How to Spend €100 Million
EuroMillions jackpots have a guaranteed minimum value of £15 million (€17 million), and thanks to rollovers and Superdraws, the top prize can sometimes exceed €100 million, at which point players’ imaginations begin to run wild with plans for spending this nine-figure sum.
Here are some ways in which you can live the multimillionaire lifestyle to the maximum and make the most of a €100 million EuroMillions windfall.
Written by Alex Kiam
One of the first and often most eye-catching expenditures that many lottery winners plan is a new home. Previous EuroMillions winners have splashed out on some incredible properties, from modern riverside villas to sprawling Victorian mansions.
After their €190 million jackpot win in 2012, Adrian and Gillian Bayford bought Horseheath Lodge in Cambridge for €7.5 million. The Grade II listed Georgian-style mansion came complete with 189 acres of land, a farm and five self-contained cottages and was later used to host the Cambridge Rock Festival when the original venue pulled out.
The price of luxury properties can vary from hundreds of thousands of euros to tens of millions, with the most expensive in the UK selling for upwards of €150 million. In addition to the upfront purchase price, EuroMillions winners also need to bear in mind the cost of running lavish – and sometimes protected – properties too. That could include staff wages, taxes, insurance costs and maintenance costs; together, these expenditures can easily run into hundreds of thousands of euros per year. Luckily, with €100 million in the bank, almost any type of home would be within reach.
For UK winners in particular, jetting off to sunnier climates is one of the first priorities after hitting a big jackpot. It might not come as too much of a surprise, but €100 million is more than enough to jet off on a luxury holiday to the most desirable sun-traps in the world.

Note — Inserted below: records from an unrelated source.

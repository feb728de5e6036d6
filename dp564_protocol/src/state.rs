use crate::protocol::Setting;
use serde::{Deserialize, Serialize};
use strum::{Display, EnumIter, EnumString, IntoEnumIterator};

/// Input sources selectable on the device
#[derive(
    Debug, Clone, Copy, PartialEq, Eq, Hash, Serialize, Deserialize, Display, EnumString, EnumIter,
)]
#[strum(serialize_all = "lowercase", ascii_case_insensitive)]
#[serde(rename_all = "lowercase")]
pub enum Source {
    Aes1,
    Aes2,
    Optical,
    Streaming,
}

impl Source {
    /// Index carried in the source command and its ack
    pub fn index(self) -> u8 {
        match self {
            Source::Aes1 => 0x00,
            Source::Aes2 => 0x01,
            Source::Optical => 0x02,
            Source::Streaming => 0x03,
        }
    }

    pub fn from_index(index: u8) -> Option<Self> {
        Source::iter().find(|source| source.index() == index)
    }

    /// All source names, in wire order
    pub fn names() -> Vec<String> {
        Source::iter().map(|source| source.to_string()).collect()
    }
}

/// Which parts of [`DeviceState`] the device has actually reported.
///
/// The initial values are assumptions; a field only becomes confirmed after
/// an acknowledgment or an unsolicited update carries it.
#[derive(Debug, Clone, Copy, Default, PartialEq, Eq, Serialize, Deserialize)]
pub struct Confirmed {
    pub volume: bool,
    pub dim: bool,
    pub source: bool,
}

/// Last known state of the device
#[derive(Debug, Clone, Copy, PartialEq, Serialize, Deserialize)]
pub struct DeviceState {
    pub volume_db: f32,
    pub dim: bool,
    pub source: Source,
    pub confirmed: Confirmed,
}

impl Default for DeviceState {
    fn default() -> Self {
        Self {
            volume_db: 0.0,
            dim: false,
            source: Source::Aes1,
            confirmed: Confirmed::default(),
        }
    }
}

impl DeviceState {
    /// Record a setting the device has confirmed.
    pub fn apply(&mut self, setting: Setting) {
        match setting {
            Setting::Volume(db) => {
                self.volume_db = db;
                self.confirmed.volume = true;
            }
            Setting::Dim(on) => {
                self.dim = on;
                self.confirmed.dim = true;
            }
            Setting::Source(source) => {
                self.source = source;
                self.confirmed.source = true;
            }
        }
    }
}

/// Session lifecycle
#[derive(Debug, Clone, Copy, PartialEq, Eq, Serialize, Deserialize, Display)]
pub enum ConnectionState {
    Disconnected,
    Connecting,
    Handshaking,
    Draining,
    Active,
    ShuttingDown,
}

/// Read-only view handed to collaborators such as the shell
#[derive(Debug, Clone, PartialEq, Serialize, Deserialize)]
pub struct StatusSnapshot {
    pub connection: ConnectionState,
    pub device: DeviceState,
    /// Why the last session ended, if it failed
    pub failure: Option<String>,
}

/// Who caused a state change
#[derive(Debug, Clone, Copy, PartialEq, Eq, Serialize, Deserialize)]
pub enum ChangeOrigin {
    /// Acknowledged command issued by this client
    Command,
    /// Pushed by the device on its own, e.g. the front-panel knob
    Device,
}

/// Notifications delivered to subscribers
#[derive(Debug, Clone, PartialEq)]
pub enum DeviceEvent {
    VolumeChanged { db: f32, origin: ChangeOrigin },
    DimChanged(bool),
    SourceChanged(Source),
    ConnectionLost(String),
}

impl DeviceEvent {
    pub(crate) fn from_setting(setting: Setting, origin: ChangeOrigin) -> Self {
        match setting {
            Setting::Volume(db) => DeviceEvent::VolumeChanged { db, origin },
            Setting::Dim(on) => DeviceEvent::DimChanged(on),
            Setting::Source(source) => DeviceEvent::SourceChanged(source),
        }
    }
}

#[cfg(test)]
mod tests {
    use super::*;
    use std::str::FromStr;

    #[test]
    fn test_source_names_parse_case_insensitively() {
        assert_eq!(Source::from_str("aes1").unwrap(), Source::Aes1);
        assert_eq!(Source::from_str("AES2").unwrap(), Source::Aes2);
        assert_eq!(Source::from_str("Optical").unwrap(), Source::Optical);
        assert_eq!(Source::from_str("streaming").unwrap(), Source::Streaming);
        assert!(Source::from_str("hdmi").is_err());
    }

    #[test]
    fn test_source_indices() {
        assert_eq!(Source::names(), vec!["aes1", "aes2", "optical", "streaming"]);
        for source in Source::iter() {
            assert_eq!(Source::from_index(source.index()), Some(source));
        }
        assert_eq!(Source::from_index(4), None);
    }

    #[test]
    fn test_defaults_are_unconfirmed() {
        let state = DeviceState::default();
        assert_eq!(state.volume_db, 0.0);
        assert!(!state.dim);
        assert_eq!(state.source, Source::Aes1);
        assert_eq!(state.confirmed, Confirmed::default());
    }

    #[test]
    fn test_apply_confirms_only_the_touched_field() {
        let mut state = DeviceState::default();
        state.apply(Setting::Dim(true));

        assert!(state.dim);
        assert!(state.confirmed.dim);
        assert!(!state.confirmed.volume);
        assert!(!state.confirmed.source);

        state.apply(Setting::Volume(-30.5));
        assert_eq!(state.volume_db, -30.5);
        assert!(state.confirmed.volume);
    }

    #[test]
    fn test_snapshot_serializes_lowercase_source() {
        let snapshot = StatusSnapshot {
            connection: ConnectionState::Active,
            device: DeviceState::default(),
            failure: None,
        };
        let json = serde_json::to_value(&snapshot).unwrap();
        assert_eq!(json["device"]["source"], "aes1");
        assert_eq!(json["connection"], "Active");
    }
}
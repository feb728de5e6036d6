use crate::engine::Shared;
use crate::error::Dp564Error;
use crate::protocol::FrameSplitter;
use crate::transport::{is_timeout, Transport};
use log::{debug, info};
use std::io;
use std::sync::Arc;

const READ_CHUNK: usize = 1024;

/// Reader loop: the only code that receives from the transport.
///
/// Runs until a stop is requested or the transport fails. Frames are routed
/// in arrival order.
pub(crate) fn run(shared: Arc<Shared>, transport: Arc<dyn Transport>, mut frames: FrameSplitter) {
    debug!("👂 Reader loop started");
    let mut buf = [0u8; READ_CHUNK];

    while !shared.stop_requested() {
        match transport.recv(&mut buf) {
            Ok(0) => {
                info!("🔌 Connection closed by the DP564");
                shared.fail(
                    "connection closed by the device".to_string(),
                    Dp564Error::TransportClosed,
                );
                break;
            }
            Ok(n) => {
                frames.extend(&buf[..n]);
                while let Some(frame) = frames.next_frame() {
                    shared.route_frame(frame);
                }
            }
            Err(e) if is_timeout(&e) || e.kind() == io::ErrorKind::Interrupted => continue,
            Err(e) => {
                if !shared.stop_requested() {
                    shared.fail(format!("read failed: {}", e), Dp564Error::Transport(e));
                }
                break;
            }
        }
    }

    debug!("👂 Reader loop stopped");
}
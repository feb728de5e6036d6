use std::time::Duration;

/// Default TCP port of the remote protocol
pub const DEFAULT_PORT: u16 = 4444;

/// Connection and timing settings for [`Dp564Client`](crate::Dp564Client)
#[derive(Debug, Clone)]
pub struct ClientConfig {
    /// Device address, `host:port`
    pub address: String,
    /// Bound on opening the TCP connection
    pub connect_timeout: Duration,
    /// Read timeout while waiting for the first heartbeat after the handshake
    pub drain_timeout: Duration,
    /// Read timeout of the reader loop; also bounds how long shutdown waits for it
    pub read_timeout: Duration,
    pub heartbeat_interval: Duration,
    /// How long a command waits for its acknowledgment
    pub ack_timeout: Duration,
    /// Gap the device needs between the two handshake frames, and between the
    /// pre-command and the command
    pub inter_frame_delay: Duration,
}

impl Default for ClientConfig {
    fn default() -> Self {
        Self {
            address: format!("192.168.0.11:{}", DEFAULT_PORT),
            connect_timeout: Duration::from_secs(5),
            drain_timeout: Duration::from_secs(10),
            read_timeout: Duration::from_secs(1),
            heartbeat_interval: Duration::from_secs(10),
            ack_timeout: Duration::from_secs(2),
            inter_frame_delay: Duration::from_millis(100),
        }
    }
}

impl ClientConfig {
    pub fn new(host: &str, port: u16) -> Self {
        Self {
            address: format!("{}:{}", host, port),
            ..Self::default()
        }
    }
}
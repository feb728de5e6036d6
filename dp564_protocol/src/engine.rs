//! State shared between the client, the reader loop and the heartbeat emitter.

use crate::config::ClientConfig;
use crate::error::{Dp564Error, Result};
use crate::protocol::{classify, decode_volume, hex, value_byte, FrameKind, Setting};
use crate::state::{ChangeOrigin, ConnectionState, DeviceEvent, DeviceState, StatusSnapshot};
use crate::transport::Transport;
use crossbeam_channel::Sender;
use log::{debug, error, info, trace};
use std::io;
use std::sync::atomic::{AtomicBool, AtomicU64, Ordering};
use std::sync::{Arc, Mutex, MutexGuard, PoisonError};
use std::thread;
use std::time::Instant;

/// The one outstanding command waiting for its acknowledgment
struct PendingAck {
    id: u64,
    expected_suffix: Vec<u8>,
    /// Capacity-1 channel; whoever takes the record sends into it, so at
    /// most one answer ever lands here. An error means the session failed.
    slot: Sender<Result<Vec<u8>>>,
    deadline: Instant,
}

struct SessionState {
    connection: ConnectionState,
    device: DeviceState,
    pending: Option<PendingAck>,
    failure: Option<String>,
}

pub(crate) struct Shared {
    pub(crate) config: ClientConfig,
    /// Guards device state, connection state and the pending ack together
    session: Mutex<SessionState>,
    /// Send lock. Owns the sending handle, so holding it is the only way to write.
    link: Mutex<Option<Arc<dyn Transport>>>,
    stop: AtomicBool,
    /// Dropping the sender wakes the heartbeat emitter immediately
    heartbeat_stop: Mutex<Option<Sender<()>>>,
    subscribers: Mutex<Vec<Sender<DeviceEvent>>>,
    next_request: AtomicU64,
}

fn lock<T>(mutex: &Mutex<T>) -> MutexGuard<'_, T> {
    mutex.lock().unwrap_or_else(PoisonError::into_inner)
}

impl Shared {
    pub(crate) fn new(config: ClientConfig) -> Self {
        Self {
            config,
            session: Mutex::new(SessionState {
                connection: ConnectionState::Disconnected,
                device: DeviceState::default(),
                pending: None,
                failure: None,
            }),
            link: Mutex::new(None),
            stop: AtomicBool::new(false),
            heartbeat_stop: Mutex::new(None),
            subscribers: Mutex::new(Vec::new()),
            next_request: AtomicU64::new(1),
        }
    }

    pub(crate) fn connection(&self) -> ConnectionState {
        lock(&self.session).connection
    }

    pub(crate) fn set_connection(&self, connection: ConnectionState) {
        let mut session = lock(&self.session);
        debug!("🔁 {} → {}", session.connection, connection);
        session.connection = connection;
    }

    pub(crate) fn device(&self) -> DeviceState {
        lock(&self.session).device
    }

    pub(crate) fn snapshot(&self) -> StatusSnapshot {
        let session = lock(&self.session);
        StatusSnapshot {
            connection: session.connection,
            device: session.device,
            failure: session.failure.clone(),
        }
    }

    /// Fresh session: defaults, no failure, transport wired to the send lock.
    pub(crate) fn begin_session(&self, transport: Arc<dyn Transport>) {
        {
            let mut session = lock(&self.session);
            session.device = DeviceState::default();
            session.pending = None;
            session.failure = None;
        }
        self.stop.store(false, Ordering::SeqCst);
        *lock(&self.link) = Some(transport);
    }

    pub(crate) fn arm_heartbeat_stop(&self, stop: Sender<()>) {
        *lock(&self.heartbeat_stop) = Some(stop);
    }

    /// Unwire the transport. Called once both background threads are gone.
    pub(crate) fn end_session(&self) {
        *lock(&self.link) = None;
        lock(&self.session).pending = None;
    }

    pub(crate) fn stop_requested(&self) -> bool {
        self.stop.load(Ordering::SeqCst)
    }

    /// Ask both background activities to exit at their next wake point.
    pub(crate) fn request_stop(&self) {
        self.stop.store(true, Ordering::SeqCst);
        lock(&self.heartbeat_stop).take();
    }

    /// Mark the session failed after a mid-session transport error.
    ///
    /// Only an active session moves to `ShuttingDown` here; the actual
    /// teardown is left to the lifecycle manager. A command still waiting
    /// for its ack is handed `cause`.
    pub(crate) fn fail(&self, reason: String, cause: Dp564Error) {
        let (newly_failed, pending) = {
            let mut session = lock(&self.session);
            if session.connection == ConnectionState::Active {
                session.connection = ConnectionState::ShuttingDown;
                session.failure = Some(reason.clone());
                (true, session.pending.take())
            } else {
                (false, None)
            }
        };

        self.request_stop();

        if let Some(pending) = pending {
            debug!("📨 Failing ack #{} with: {}", pending.id, cause);
            if pending.slot.send(Err(cause)).is_err() {
                debug!("Caller for ack #{} already gave up", pending.id);
            }
        }

        if newly_failed {
            error!("❌ Session failed: {}", reason);
            self.publish(DeviceEvent::ConnectionLost(reason));
        }
    }

    /// Send frames back to back under the send lock, pausing the
    /// inter-frame delay between them. The device reads a pre-command and
    /// its command as one message, so nothing may be written in the gap.
    pub(crate) fn send_frames(&self, frames: &[&[u8]]) -> io::Result<()> {
        let link = lock(&self.link);
        let transport = link
            .as_ref()
            .ok_or_else(|| io::Error::new(io::ErrorKind::NotConnected, "no transport"))?;

        for (i, frame) in frames.iter().enumerate() {
            if i > 0 {
                thread::sleep(self.config.inter_frame_delay);
            }
            trace!("📤 {}", hex(frame));
            transport.send(frame)?;
        }
        Ok(())
    }

    /// Register the command about to be sent. Fails without side effects
    /// when the session is not active or another command is outstanding.
    pub(crate) fn install_pending(
        &self,
        expected_suffix: Vec<u8>,
        slot: Sender<Result<Vec<u8>>>,
        deadline: Instant,
    ) -> Result<u64> {
        let mut session = lock(&self.session);

        if session.connection != ConnectionState::Active {
            return Err(Dp564Error::CommandRejected(format!(
                "not connected ({})",
                session.connection
            )));
        }
        if session.pending.is_some() {
            return Err(Dp564Error::CommandBusy);
        }

        let id = self.next_request.fetch_add(1, Ordering::Relaxed);
        debug!(
            "⏳ Awaiting ack #{} ending in {} (deadline in {:?})",
            id,
            hex(&expected_suffix),
            deadline.saturating_duration_since(Instant::now())
        );
        session.pending = Some(PendingAck {
            id,
            expected_suffix,
            slot,
            deadline,
        });
        Ok(id)
    }

    /// Drop the pending ack if it still belongs to request `id`.
    pub(crate) fn clear_pending(&self, id: u64) {
        let mut session = lock(&self.session);
        if session.pending.as_ref().is_some_and(|p| p.id == id) {
            session.pending = None;
        }
    }

    /// Apply a setting the device acknowledged.
    pub(crate) fn confirm(&self, setting: Setting) {
        lock(&self.session).device.apply(setting);
        self.publish(DeviceEvent::from_setting(setting, ChangeOrigin::Command));
    }

    /// Route one inbound frame. Runs on the reader thread only.
    pub(crate) fn route_frame(&self, frame: Vec<u8>) {
        let kind = classify(&frame);

        match kind {
            FrameKind::Heartbeat => {
                trace!("💓 Heartbeat from device");
            }
            FrameKind::VolumeUpdate => {
                let Some(byte) = value_byte(&frame) else {
                    return;
                };
                let db = decode_volume(byte);
                let changed = {
                    let mut session = lock(&self.session);
                    let changed = session.device.volume_db != db;
                    session.device.apply(Setting::Volume(db));
                    changed
                };
                if changed {
                    info!("🎚️ Volume updated by device to {:.1} dB", db);
                    self.publish(DeviceEvent::VolumeChanged {
                        db,
                        origin: ChangeOrigin::Device,
                    });
                }
            }
            _ => {
                if kind == FrameKind::VolumeAck {
                    if let Some(byte) = value_byte(&frame) {
                        debug!("🎚️ Device reports volume {:.1} dB", decode_volume(byte));
                    }
                }

                let pending = lock(&self.session).pending.take();
                match pending {
                    Some(pending) => {
                        debug!(
                            "📨 Delivering {:?} frame {} to ack #{} (expects {}, {:?} left)",
                            kind,
                            hex(&frame),
                            pending.id,
                            hex(&pending.expected_suffix),
                            pending.deadline.saturating_duration_since(Instant::now())
                        );
                        if pending.slot.send(Ok(frame)).is_err() {
                            debug!("Caller for ack #{} already gave up", pending.id);
                        }
                    }
                    None => {
                        debug!(
                            "🗑️ Dropping {:?} frame with no command pending: {}",
                            kind,
                            hex(&frame)
                        );
                    }
                }
            }
        }
    }

    pub(crate) fn subscribe(&self, subscriber: Sender<DeviceEvent>) {
        lock(&self.subscribers).push(subscriber);
    }

    fn publish(&self, event: DeviceEvent) {
        lock(&self.subscribers).retain(|subscriber| subscriber.send(event.clone()).is_ok());
    }
}
use crate::engine::Shared;
use crate::error::Dp564Error;
use crate::protocol::HEARTBEAT;
use crossbeam_channel::{Receiver, RecvTimeoutError};
use log::{debug, trace};
use std::sync::Arc;

/// Heartbeat emitter: one keep-alive per interval until stopped.
///
/// The interval wait doubles as the stop signal: the lifecycle manager drops
/// the sending half of `stop` and the wait returns at once.
pub(crate) fn run(shared: Arc<Shared>, stop: Receiver<()>) {
    let interval = shared.config.heartbeat_interval;
    debug!("💓 Heartbeat emitter started ({:?} interval)", interval);

    loop {
        match stop.recv_timeout(interval) {
            Err(RecvTimeoutError::Timeout) => {}
            Ok(()) | Err(RecvTimeoutError::Disconnected) => break,
        }
        if shared.stop_requested() {
            break;
        }

        trace!("💓 Sending heartbeat");
        if let Err(e) = shared.send_frames(&[&HEARTBEAT]) {
            shared.fail(
                format!("failed to send heartbeat: {}", e),
                Dp564Error::Transport(e),
            );
            break;
        }
    }

    debug!("💓 Heartbeat emitter stopped");
}
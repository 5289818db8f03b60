//! Raw field values with on-demand typed conversion.
//!
//! This module provides [`IniValue`], the leaf of the INI data model. A value
//! stores nothing but the raw text that appeared after the field separator
//! (or that a typed assignment produced); interpretation as a boolean,
//! integer, or float happens lazily at access time.
//!
//! ## Why text-only storage?
//!
//! INI carries no type tags, so the stored text is the single source of
//! truth. Keeping values as text means:
//!
//! - **Lossless round-trips**: encode emits exactly what decode stored
//! - **Lazy validation**: a field consumed as a string never has to satisfy
//!   a numeric grammar
//! - **One conversion contract**: [`IniValue::as_bool`], [`IniValue::as_int`]
//!   and [`IniValue::as_float`] are the only places where grammar is checked
//!
//! ## Examples
//!
//! ```rust
//! use ini_codec::IniValue;
//!
//! let value = IniValue::from("1.2");
//! assert_eq!(value.as_str(), "1.2");
//! assert_eq!(value.as_float(), Ok(1.2));
//! assert!(value.as_int().is_err());
//!
//! // Typed assignment stores a canonical textual encoding.
//! let flag = IniValue::from(true);
//! assert_eq!(flag.as_str(), "true");
//! ```

use crate::error::ConversionError;
use std::fmt;

/// A single field value, stored as raw text.
///
/// Created empty, from a parsed line, or from a typed assignment via the
/// `From` impls below. Purely value-semantic: cloning copies the text, no
/// shared ownership.
///
/// # Examples
///
/// ```rust
/// use ini_codec::IniValue;
///
/// let mut value = IniValue::new();
/// assert_eq!(value.as_str(), "");
///
/// value.set(-2);
/// assert_eq!(value.as_str(), "-2");
/// assert_eq!(value.as_int(), Ok(-2));
/// ```
#[derive(Debug, Clone, Default, PartialEq, Eq)]
pub struct IniValue {
    text: String,
}

impl IniValue {
    /// Creates an empty value.
    ///
    /// # Examples
    ///
    /// ```rust
    /// use ini_codec::IniValue;
    ///
    /// let value = IniValue::new();
    /// assert!(value.is_empty());
    /// ```
    #[must_use]
    pub fn new() -> Self {
        IniValue::default()
    }

    /// Returns the stored text verbatim.
    ///
    /// This conversion always succeeds. No trimming happens at this layer;
    /// trimming is applied while parsing, before the value is stored.
    #[inline]
    #[must_use]
    pub fn as_str(&self) -> &str {
        &self.text
    }

    /// Returns `true` if the stored text is empty.
    #[inline]
    #[must_use]
    pub fn is_empty(&self) -> bool {
        self.text.is_empty()
    }

    /// Interprets the stored text as a boolean.
    ///
    /// Only the literals `true` and `false` match, case-insensitively.
    ///
    /// # Examples
    ///
    /// ```rust
    /// use ini_codec::IniValue;
    ///
    /// assert_eq!(IniValue::from("tRuE").as_bool(), Ok(true));
    /// assert_eq!(IniValue::from("false").as_bool(), Ok(false));
    /// assert!(IniValue::from("1").as_bool().is_err());
    /// ```
    ///
    /// # Errors
    ///
    /// Returns [`ConversionError::InvalidBoolean`] for any other text.
    pub fn as_bool(&self) -> Result<bool, ConversionError> {
        if self.text.eq_ignore_ascii_case("true") {
            Ok(true)
        } else if self.text.eq_ignore_ascii_case("false") {
            Ok(false)
        } else {
            Err(ConversionError::InvalidBoolean(self.text.clone()))
        }
    }

    /// Interprets the stored text as a decimal integer.
    ///
    /// The whole text must match the integer grammar; trailing garbage after
    /// a valid token is an error, not a truncation.
    ///
    /// # Examples
    ///
    /// ```rust
    /// use ini_codec::IniValue;
    ///
    /// assert_eq!(IniValue::from("-2").as_int(), Ok(-2));
    /// assert!(IniValue::from("1.2").as_int().is_err());
    /// assert!(IniValue::from("").as_int().is_err());
    /// ```
    ///
    /// # Errors
    ///
    /// Returns [`ConversionError::InvalidInteger`] when the text does not
    /// parse as an `i64`.
    pub fn as_int(&self) -> Result<i64, ConversionError> {
        self.text
            .parse()
            .map_err(|_| ConversionError::InvalidInteger(self.text.clone()))
    }

    /// Interprets the stored text as a floating-point number.
    ///
    /// Integral tokens are accepted: `"1"` converts to `1.0`.
    ///
    /// # Examples
    ///
    /// ```rust
    /// use ini_codec::IniValue;
    ///
    /// assert_eq!(IniValue::from("1.2").as_float(), Ok(1.2));
    /// assert_eq!(IniValue::from("1").as_float(), Ok(1.0));
    /// assert!(IniValue::from("bla").as_float().is_err());
    /// ```
    ///
    /// # Errors
    ///
    /// Returns [`ConversionError::InvalidFloat`] when the text does not parse
    /// as an `f64`.
    pub fn as_float(&self) -> Result<f64, ConversionError> {
        self.text
            .parse()
            .map_err(|_| ConversionError::InvalidFloat(self.text.clone()))
    }

    /// Replaces the stored text with the canonical encoding of `value`.
    ///
    /// Convenience for assigning through index expressions, where the target
    /// is an `&mut IniValue` rather than a fresh value.
    ///
    /// # Examples
    ///
    /// ```rust
    /// use ini_codec::IniDocument;
    ///
    /// let mut document = IniDocument::new();
    /// document["Window"]["width"].set(1280);
    /// document["Window"]["title"].set("demo");
    /// assert_eq!(document.encode(), "[Window]\nwidth=1280\ntitle=demo\n");
    /// ```
    pub fn set(&mut self, value: impl Into<IniValue>) {
        *self = value.into();
    }
}

impl fmt::Display for IniValue {
    fn fmt(&self, f: &mut fmt::Formatter<'_>) -> fmt::Result {
        f.write_str(&self.text)
    }
}

impl From<&str> for IniValue {
    fn from(value: &str) -> Self {
        IniValue {
            text: value.to_string(),
        }
    }
}

impl From<String> for IniValue {
    fn from(value: String) -> Self {
        IniValue { text: value }
    }
}

impl From<char> for IniValue {
    fn from(value: char) -> Self {
        IniValue {
            text: value.to_string(),
        }
    }
}

impl From<bool> for IniValue {
    fn from(value: bool) -> Self {
        IniValue {
            text: if value { "true" } else { "false" }.to_string(),
        }
    }
}

impl From<i8> for IniValue {
    fn from(value: i8) -> Self {
        IniValue {
            text: value.to_string(),
        }
    }
}

impl From<i16> for IniValue {
    fn from(value: i16) -> Self {
        IniValue {
            text: value.to_string(),
        }
    }
}

impl From<i32> for IniValue {
    fn from(value: i32) -> Self {
        IniValue {
            text: value.to_string(),
        }
    }
}

impl From<i64> for IniValue {
    fn from(value: i64) -> Self {
        IniValue {
            text: value.to_string(),
        }
    }
}

impl From<u8> for IniValue {
    fn from(value: u8) -> Self {
        IniValue {
            text: value.to_string(),
        }
    }
}

impl From<u16> for IniValue {
    fn from(value: u16) -> Self {
        IniValue {
            text: value.to_string(),
        }
    }
}

impl From<u32> for IniValue {
    fn from(value: u32) -> Self {
        IniValue {
            text: value.to_string(),
        }
    }
}

impl From<u64> for IniValue {
    fn from(value: u64) -> Self {
        IniValue {
            text: value.to_string(),
        }
    }
}

impl From<f32> for IniValue {
    fn from(value: f32) -> Self {
        // Display yields the shortest decimal text that round-trips the value
        IniValue {
            text: value.to_string(),
        }
    }
}

impl From<f64> for IniValue {
    fn from(value: f64) -> Self {
        IniValue {
            text: value.to_string(),
        }
    }
}

impl From<IniValue> for String {
    fn from(value: IniValue) -> Self {
        value.text
    }
}

impl PartialEq<str> for IniValue {
    fn eq(&self, other: &str) -> bool {
        self.text == other
    }
}

impl PartialEq<&str> for IniValue {
    fn eq(&self, other: &&str) -> bool {
        self.text == *other
    }
}
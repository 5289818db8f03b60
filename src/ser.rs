//! INI encoding.
//!
//! This module implements the writer behind
//! [`IniDocument::encode`](crate::IniDocument::encode).
//!
//! Output is fully determined by the document state: sections appear in
//! first-seen order with a `[name]` header, one `name<sep>value` line per
//! field in field order, and a blank line between sections (none after the
//! last). Comments stripped during decoding are never re-introduced, and no
//! escaping is applied to values on the way out; a value containing an
//! active comment prefix or the separator will not survive a re-decode
//! unchanged, which is a documented boundary of the text format rather than
//! of this writer.

use crate::options::IniOptions;
use crate::section::IniSection;
use indexmap::IndexMap;

/// Serializes the section map to INI text.
pub(crate) fn write(sections: &IndexMap<String, IniSection>, options: &IniOptions) -> String {
    let mut output = String::with_capacity(estimate_len(sections));

    for (index, (name, section)) in sections.iter().enumerate() {
        if index > 0 {
            output.push('\n');
        }
        output.push('[');
        output.push_str(name);
        output.push_str("]\n");

        for (field, value) in section.iter() {
            output.push_str(field);
            output.push(options.separator);
            output.push_str(value.as_str());
            output.push('\n');
        }
    }

    output
}

/// Lower bound on the output size, so the writer rarely reallocates.
fn estimate_len(sections: &IndexMap<String, IniSection>) -> usize {
    sections
        .iter()
        .map(|(name, section)| {
            let fields: usize = section
                .iter()
                .map(|(field, value)| field.len() + value.as_str().len() + 2)
                .sum();
            name.len() + 4 + fields
        })
        .sum()
}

If, however, you’re after adventure rather than relaxation, nothing is more adventurous than the White Desert camp. Situated in the heart of Antarctica, the White Desert camp consists of seven state-of-the-art sleeping pods, a communal lounge, library and dining room. From there, guests have the opportunity to embark upon various adventures, which include trips to see Emperor penguins, treks to the South Pole, and al fresco picnics in the middle of the world’s most inhospitable continent.
The nature of the environment means that operating such a destination takes a lot of work, so a stay at White Camp comes at a hefty price tag as a result. With the cost of even just a day trip running into the tens of thousands of euros, the world’s most remote holiday location is also its most exclusive.
You will obviously want to chase the sun as a newly minted multi-millionaire, but even the most exclusive resorts can sometimes be ruined by noisy neighbours. To ensure that you find the perfect peaceful getaway destination, you could buy your own island, like Apo in the Philippines.
For €61 million, you will own this mountainous idyll, rich in fruit trees and palm-fringed white sandy beaches. A portion of your remaining millions would allow you to build a luxurious mansion on the island, leaving you to fill your days with relaxation, taking in the sun and diving in the crystal clear waters that surround your own private paradise.
Virgin Galactic, founded by Sir Richard Branson in 2004, is a space tourism company that will fly you beyond Earth's atmosphere aboard its commercial spacecraft for an estimated €215,000. You will need to complete three days of training before flying, but you’ll easily be able to afford the fee to take a trip of a lifetime orbiting the earth at the very edge of space.
Why not purchase more than one and throw a party in space for memories that would last a lifetime? Forget hiring a swish club in the West End of London or a sprawling stately home amid the moors and lochs of Scotland, because for a little over €42 million you could have a 200-strong guestlist for an interstellar birthday celebration in zero-gravity.
Some people set about assembling an enviable wine cellar when they become wealthy, but you could take that to an extreme thanks to your €100 million fortune. In January 2018, a six-litre bottle of Screaming Eagle Cabernet 1992 was sold for €428,000. That price was reached thanks to a charity auction, but it still goes down as the most expensive wine in the world.
If we’re talking standard bottles of wine – and not six-litre Methuselahs sold at charity auctions – the most expensive would be a bottle of Chateau Lafite from 1787. Valued at more than €135,000 and inscribed with the initials ‘ThJ’, the bottle was believed to have once resided in the cellar of Thomas Jefferson, one of the Founding Fathers of the United States. Speculation as to the bottle’s authenticity continues to this day, but it would certainly be the jewel in the wine collection of any EuroMillions winner.